Texas’ dominant energy industry has spewed millions of pounds of pollution into the air in the wake of Hurricane Harvey, documents show.
Since the storm made landfall August 25, more than 5 million pounds of air pollutants have been released beyond the normally permitted emissions, according to a review of industrial companies’ filings with the state’s environmental authority by Neil Carman, a scientist who spent 12 years in enforcement at the state agency and now works with the Sierra Club.
Experts say the quantities of pollution are massive and are steadily rising as the oil and gas industries perform the pollution-intensive process of restarting operations that were halted by the storm. That process requires a greater than normal amount of “flaring” — the burning off of gas byproducts at the ends of long chimneys that look like candles.
Some of those noxious gases include carbon monoxide, ethylene, sulfur dioxide, nitrogen oxides, propylene, propane, ethane, benzene and other volatile organic compounds.
The documents, which are available on the Texas Commission on Environmental Quality’s website, show other emissions were released when the lids on fuel storage tanks were compromised by the heavy loads of rainwater; the tank lids rise and fall with fuel levels, and the weight of the water pressed the lids beneath those levels, allowing chemical vapors to escape.
Experts note the scope of the discharges could be significantly larger than what has been reported.
“We’re concerned about these (emissions), but also about what’s not reported,” said Cyrus Reed, the conservation director at the Sierra Club in Texas.
As Harvey hit Texas with devastating force, Gov. Greg Abbott ordered the state government to suspend some regulations, and signed off on relaxing the Texas Commission on Environmental Quality’s requirements for “emissions event reporting.”
That means many incidents may not have been reported, and “the numbers could really be much larger,” Carman said.

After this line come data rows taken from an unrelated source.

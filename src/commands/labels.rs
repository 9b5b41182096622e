use std::sync::Arc;

use clap::ArgMatches;
use colored::*;
use serde_json::json;

use crate::cli_context::CliContext;
use crate::client::PlaneClient;
use crate::components::{IssueLabel, LabelCreateInput};
use crate::coordinator::{LabelOperations, LabelTarget};
use crate::error::{ErrorContext, LabelError, LabelResult};
use crate::formatting::labels::{format_label_line, print_issue_labels, print_project_labels};
use crate::logging::log_info;
use crate::models::{IssueContext, Label};
use crate::notify::ConsoleSink;
use crate::store::{IssueStore, LabelStore};

type CommandResult = Result<(), Box<dyn std::error::Error>>;

struct LabelSession {
    view: IssueLabel,
    client: Arc<PlaneClient>,
}

impl LabelSession {
    async fn project_labels(&self) -> LabelResult<Vec<Label>> {
        let context = self.view.context();
        Ok(self
            .client
            .list_labels(&context.workspace_slug, &context.project_id)
            .await?)
    }
}

async fn open_session(matches: &ArgMatches, disabled: bool) -> LabelResult<LabelSession> {
    let mut context = CliContext::load().context("Failed to load CLI context")?;
    let client = context.verified_client()?;

    let workspace_slug = context.workspace_slug(matches.get_one::<String>("workspace"))?;
    let project_id = context.project_id(matches.get_one::<String>("project"))?;
    let issue_id = matches
        .get_one::<String>("issue")
        .ok_or_else(|| LabelError::InvalidInput("Issue ID is required".to_string()))?;

    let target = if matches.get_flag("draft") {
        LabelTarget::draft(|label_ids| println!("{}", json!({ "label_ids": label_ids })))
    } else {
        LabelTarget::Persisted(client.clone() as Arc<dyn IssueStore>)
    };
    let operations = LabelOperations::new(target, client.clone(), Arc::new(ConsoleSink));

    let issue_context = IssueContext::new(workspace_slug, project_id, issue_id.clone());
    let view = IssueLabel::load(
        issue_context,
        disabled,
        operations,
        &*client,
        &context.permissions(),
    )
    .await
    .with_context(|| format!("Loading labels of issue {}", issue_id))?;

    Ok(LabelSession { view, client })
}

/// Match a label by id, or by name ignoring case.
pub fn find_label<'a>(labels: &'a [Label], value: &str) -> Option<&'a Label> {
    labels
        .iter()
        .find(|label| label.id == value)
        .or_else(|| labels.iter().find(|label| label.name.eq_ignore_ascii_case(value)))
}

fn lookup_label(labels: &[Label], value: &str) -> LabelResult<String> {
    find_label(labels, value)
        .map(|label| label.id.clone())
        .ok_or_else(|| LabelError::InvalidInput(format!("Label '{}' not found in project", value)))
}

fn box_err(e: LabelError) -> Box<dyn std::error::Error> {
    Box::new(e)
}

pub async fn handle_show(matches: &ArgMatches) -> CommandResult {
    handle_show_impl(matches).await.map_err(box_err)
}

async fn handle_show_impl(matches: &ArgMatches) -> LabelResult<()> {
    let session = open_session(matches, matches.get_flag("disabled")).await?;
    let labels = session.project_labels().await?;

    let list = session.view.list();
    println!("{}", "Labels".bold());
    println!("{}", format_label_line(&list.labels(&labels)));

    if session.view.selector().is_none() {
        println!("{}", "Read-only: labels cannot be changed.".dimmed());
    } else if session.view.create_form().is_none() {
        println!("{}", "You can attach existing labels but not create new ones.".dimmed());
    }
    Ok(())
}

pub async fn handle_set(matches: &ArgMatches) -> CommandResult {
    handle_set_impl(matches).await.map_err(box_err)
}

async fn handle_set_impl(matches: &ArgMatches) -> LabelResult<()> {
    let session = open_session(matches, false).await?;
    let labels = session.project_labels().await?;

    let requested = matches
        .get_many::<String>("labels")
        .map(|values| values.map(|v| lookup_label(&labels, v)).collect::<LabelResult<Vec<_>>>())
        .transpose()?
        .unwrap_or_default();

    let mut selector = session
        .view
        .selector()
        .ok_or_else(|| LabelError::InvalidInput("Labels are read-only for this issue".to_string()))?;
    let updated = selector.set(requested).await;

    log_info(&format!("Set {} label(s) on {}", updated.len(), session.view.context().issue_id));
    print_issue_labels(&updated, &labels);
    Ok(())
}

pub async fn handle_add(matches: &ArgMatches) -> CommandResult {
    handle_add_impl(matches).await.map_err(box_err)
}

async fn handle_add_impl(matches: &ArgMatches) -> LabelResult<()> {
    let session = open_session(matches, false).await?;
    let labels = session.project_labels().await?;
    let value = matches
        .get_one::<String>("label")
        .ok_or_else(|| LabelError::InvalidInput("Label is required".to_string()))?;
    let label_id = lookup_label(&labels, value)?;

    let mut selector = session
        .view
        .selector()
        .ok_or_else(|| LabelError::InvalidInput("Labels are read-only for this issue".to_string()))?;

    if selector.is_selected(&label_id) {
        println!("{}", "Label already attached.".dimmed());
        return Ok(());
    }

    let updated = selector.toggle(&label_id).await;
    print_issue_labels(&updated, &labels);
    Ok(())
}

pub async fn handle_remove(matches: &ArgMatches) -> CommandResult {
    handle_remove_impl(matches).await.map_err(box_err)
}

async fn handle_remove_impl(matches: &ArgMatches) -> LabelResult<()> {
    let session = open_session(matches, false).await?;
    let labels = session.project_labels().await?;
    let value = matches
        .get_one::<String>("label")
        .ok_or_else(|| LabelError::InvalidInput("Label is required".to_string()))?;
    let label_id = lookup_label(&labels, value)?;

    let mut list = session.view.list();
    if !list.values().contains(&label_id) {
        println!("{}", "Label is not attached.".dimmed());
        return Ok(());
    }

    let updated = list.remove(&label_id).await?;
    print_issue_labels(&updated, &labels);
    Ok(())
}

pub async fn handle_create(matches: &ArgMatches) -> CommandResult {
    handle_create_impl(matches).await.map_err(box_err)
}

async fn handle_create_impl(matches: &ArgMatches) -> LabelResult<()> {
    let session = open_session(matches, false).await?;

    let mut form = session
        .view
        .create_form()
        .ok_or_else(|| LabelError::InvalidInput("Only project admins can create labels".to_string()))?;

    form.input = LabelCreateInput {
        name: matches.get_one::<String>("name").cloned().unwrap_or_default(),
        color: matches.get_one::<String>("color").cloned(),
    };

    // The coordinator has already toasted store failures.
    let label = form.submit().await.map_err(LabelError::into_reported)?;
    println!("{}: {}", "ID".bold(), label.id.bright_blue().bold());

    let labels = session.project_labels().await?;
    print_issue_labels(form.values(), &labels);
    Ok(())
}

pub async fn handle_list_labels(matches: &ArgMatches) -> CommandResult {
    handle_list_labels_impl(matches).await.map_err(box_err)
}

async fn handle_list_labels_impl(matches: &ArgMatches) -> LabelResult<()> {
    if matches.get_one::<String>("issue").is_some() {
        let session = open_session(matches, true).await?;
        let labels = session.project_labels().await?;
        print_project_labels(&labels, session.view.values());
        return Ok(());
    }

    let mut context = CliContext::load().context("Failed to load CLI context")?;
    let client = context.verified_client()?;
    let workspace_slug = context.workspace_slug(matches.get_one::<String>("workspace"))?;
    let project_id = context.project_id(matches.get_one::<String>("project"))?;

    let labels = client.list_labels(&workspace_slug, &project_id).await?;
    print_project_labels(&labels, &[]);
    Ok(())
}

#[cfg(test)]
mod tests {
    use super::*;

    fn label(id: &str, name: &str) -> Label {
        Label {
            id: id.to_string(),
            name: name.to_string(),
            color: None,
            description: None,
            parent: None,
            project_id: None,
            sort_order: None,
        }
    }

    #[test]
    fn find_label_prefers_id_then_name() {
        let labels = vec![label("bug", "Feature"), label("f1", "Bug")];
        assert_eq!(find_label(&labels, "bug").unwrap().id, "bug");
        assert_eq!(find_label(&labels, "BUG").unwrap().id, "f1");
        assert!(find_label(&labels, "docs").is_none());
    }

    #[test]
    fn lookup_reports_missing_label() {
        let err = lookup_label(&[], "Bug").unwrap_err();
        assert!(matches!(err, LabelError::InvalidInput(msg) if msg.contains("Bug")));
    }
}
use colored::*;
use lazy_static::lazy_static;
use regex::Regex;

use crate::models::Label;

lazy_static! {
    static ref HEX_COLOR: Regex = Regex::new(r"^#([0-9a-fA-F]{2})([0-9a-fA-F]{2})([0-9a-fA-F]{2})$")
        .expect("hex color pattern is valid");
}

pub fn is_hex_color(value: &str) -> bool {
    HEX_COLOR.is_match(value)
}

pub fn parse_hex_color(value: &str) -> Option<(u8, u8, u8)> {
    let caps = HEX_COLOR.captures(value)?;
    let channel = |i: usize| u8::from_str_radix(&caps[i], 16).ok();
    Some((channel(1)?, channel(2)?, channel(3)?))
}

/// Label name prefixed with a dot in the label's own color.
pub fn format_label(label: &Label) -> String {
    let dot = match label.color.as_deref().and_then(parse_hex_color) {
        Some((r, g, b)) => "●".truecolor(r, g, b),
        None => "●".dimmed(),
    };
    format!("{} {}", dot, label.name)
}

/// Resolve ids against the project's labels, keeping the order of `ids`.
/// Ids with no matching label are skipped.
pub fn resolve_labels<'a>(ids: &[String], labels: &'a [Label]) -> Vec<&'a Label> {
    ids.iter()
        .filter_map(|id| labels.iter().find(|label| &label.id == id))
        .collect()
}

/// One line of label chips, or a dimmed placeholder when there are none.
pub fn format_label_line(resolved: &[&Label]) -> String {
    if resolved.is_empty() {
        return "No labels.".dimmed().to_string();
    }

    resolved
        .iter()
        .map(|label| format_label(label))
        .collect::<Vec<_>>()
        .join("  ")
}

pub fn print_issue_labels(ids: &[String], labels: &[Label]) {
    println!("{}", format_label_line(&resolve_labels(ids, labels)));
}

pub fn print_project_labels(labels: &[Label], selected: &[String]) {
    if labels.is_empty() {
        println!("{}", "No labels in this project.".dimmed());
        return;
    }

    for label in labels {
        let checkbox = if selected.contains(&label.id) { "[✓]" } else { "[ ]" };
        println!("{} {}  {}", checkbox, format_label(label), label.id.bright_black());
    }
}

#[cfg(test)]
mod tests {
    use super::*;

    fn label(id: &str, name: &str) -> Label {
        Label {
            id: id.to_string(),
            name: name.to_string(),
            color: Some("#ff0000".to_string()),
            description: None,
            parent: None,
            project_id: None,
            sort_order: None,
        }
    }

    #[test]
    fn parses_hex_colors() {
        assert_eq!(parse_hex_color("#ff8000"), Some((255, 128, 0)));
        assert_eq!(parse_hex_color("#FFF"), None);
        assert_eq!(parse_hex_color("ff8000"), None);
        assert!(is_hex_color("#0a0B0c"));
    }

    #[test]
    fn resolve_keeps_id_order_and_skips_unknown() {
        let labels = vec![label("a", "Bug"), label("b", "Docs")];
        let ids = vec!["b".to_string(), "missing".to_string(), "a".to_string()];
        let names: Vec<&str> = resolve_labels(&ids, &labels).iter().map(|l| l.name.as_str()).collect();
        assert_eq!(names, vec!["Docs", "Bug"]);
    }

    #[test]
    fn format_label_ends_with_name() {
        colored::control::set_override(false);
        assert_eq!(format_label(&label("a", "Bug")), "● Bug");
    }

    #[test]
    fn label_line_joins_chips_or_says_none() {
        colored::control::set_override(false);
        let labels = vec![label("a", "Bug"), label("b", "Docs")];
        assert_eq!(format_label_line(&[&labels[1], &labels[0]]), "● Docs  ● Bug");
        assert_eq!(format_label_line(&[]), "No labels.");
    }
}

“These are engineering estimates. I call these guesses,” he told CNN.
Neither Abbott’s nor Houston Mayor Sylvester Turner’s offices responded to CNN’s request for comment.
Carman’s review of the filings found 74 emission releases at 40 plants. One reason he believes the numbers represent only a fraction of the actual emissions: There are more than 800 oil refineries and gas production facilities in the region of Texas hit by Harvey that have flaring technology, and Houston alone has more than 1,000 flares, he said.
Another reason: The estimates are typically made using the assumption that 98% of the noxious substances are burned in the flaring process, which Carman says is unrealistic.
A separate CNN review of the filings found companies reported emitting more than 80 gases.
But many reports provide a murky view of what was actually released, specifying only that they were volatile organic compounds. Carman said that is “a big catch-all term” and may mean the polluter does not know what it released.
Public health experts expressed concerns about the health implications for people in the region and say the affects are already being noticed.
Air quality monitoring in the region was largely impossible during the storm, but as systems come back online, they’re seeing concentrations higher than anything recorded “in over a decade,” said Elena Craft, a senior toxicologist at the Environmental Defense Fund.
The Houston area has seen “six months’ worth of pollution in a few days,” Craft told CNN.
For example, a meter in the Houston area recorded 200 parts per billion of ozone at one point on Friday, a level the Environmental Protection Agency classifies as “unhealthy.”
Ozone, which can cause respiratory problems, is created by chemical reactions between nitrogen oxides and volatile organic compounds (VOC) in the presence of sunlight, according to the EPA.
“We think a lot of it has to do with the excess VOC emissions that are coming from these facilities that are trying to come back online,” Craft said. “People are complaining about noses burning, eyes watering, headaches, nausea.”
The concern for people in the region hit by Harvey is not that any single carcinogen, like benzene or butadiene, has been released in large quantities, but that together these chemicals make “toxic cocktails” that hang in the air.
“It’s not like someone is going to get cancer from the exposure yesterday,” said Craft. “They’re contributing to the long-term risk of cancer.”
Superfund sites
Authorities said they are monitoring an additional toxic concern in the region hit by Harvey: superfund sites.
These sites are considered the nation’s most contaminated and are managed by a special federal cleanup program run by the Environmental Protection Agency. In the region hit by Harvey, the sites include former chemical and waste-disposal sites.
The EPA said its initial surveys at 41 superfund sites in the affected area shows “13 sites have been flooded and/or are experiencing possible damage due to the storm.”
Two of those sites “do not require emergency cleanup” and reviews of the other 11 sites will take place “as soon flood waters recede, and personnel are able to safely access the sites,” the EPA said in a statement.
Abbott said on CNN’s “State of the Union” Sunday that the EPA was prepared to go into these damaged sites “as quickly as possible” and cautioned people further about toxic substances in the waters all over, not just near the sites.
“These waters are filled both with chemicals, with waste and things like that, that can pose real health hazards,” Abbott said.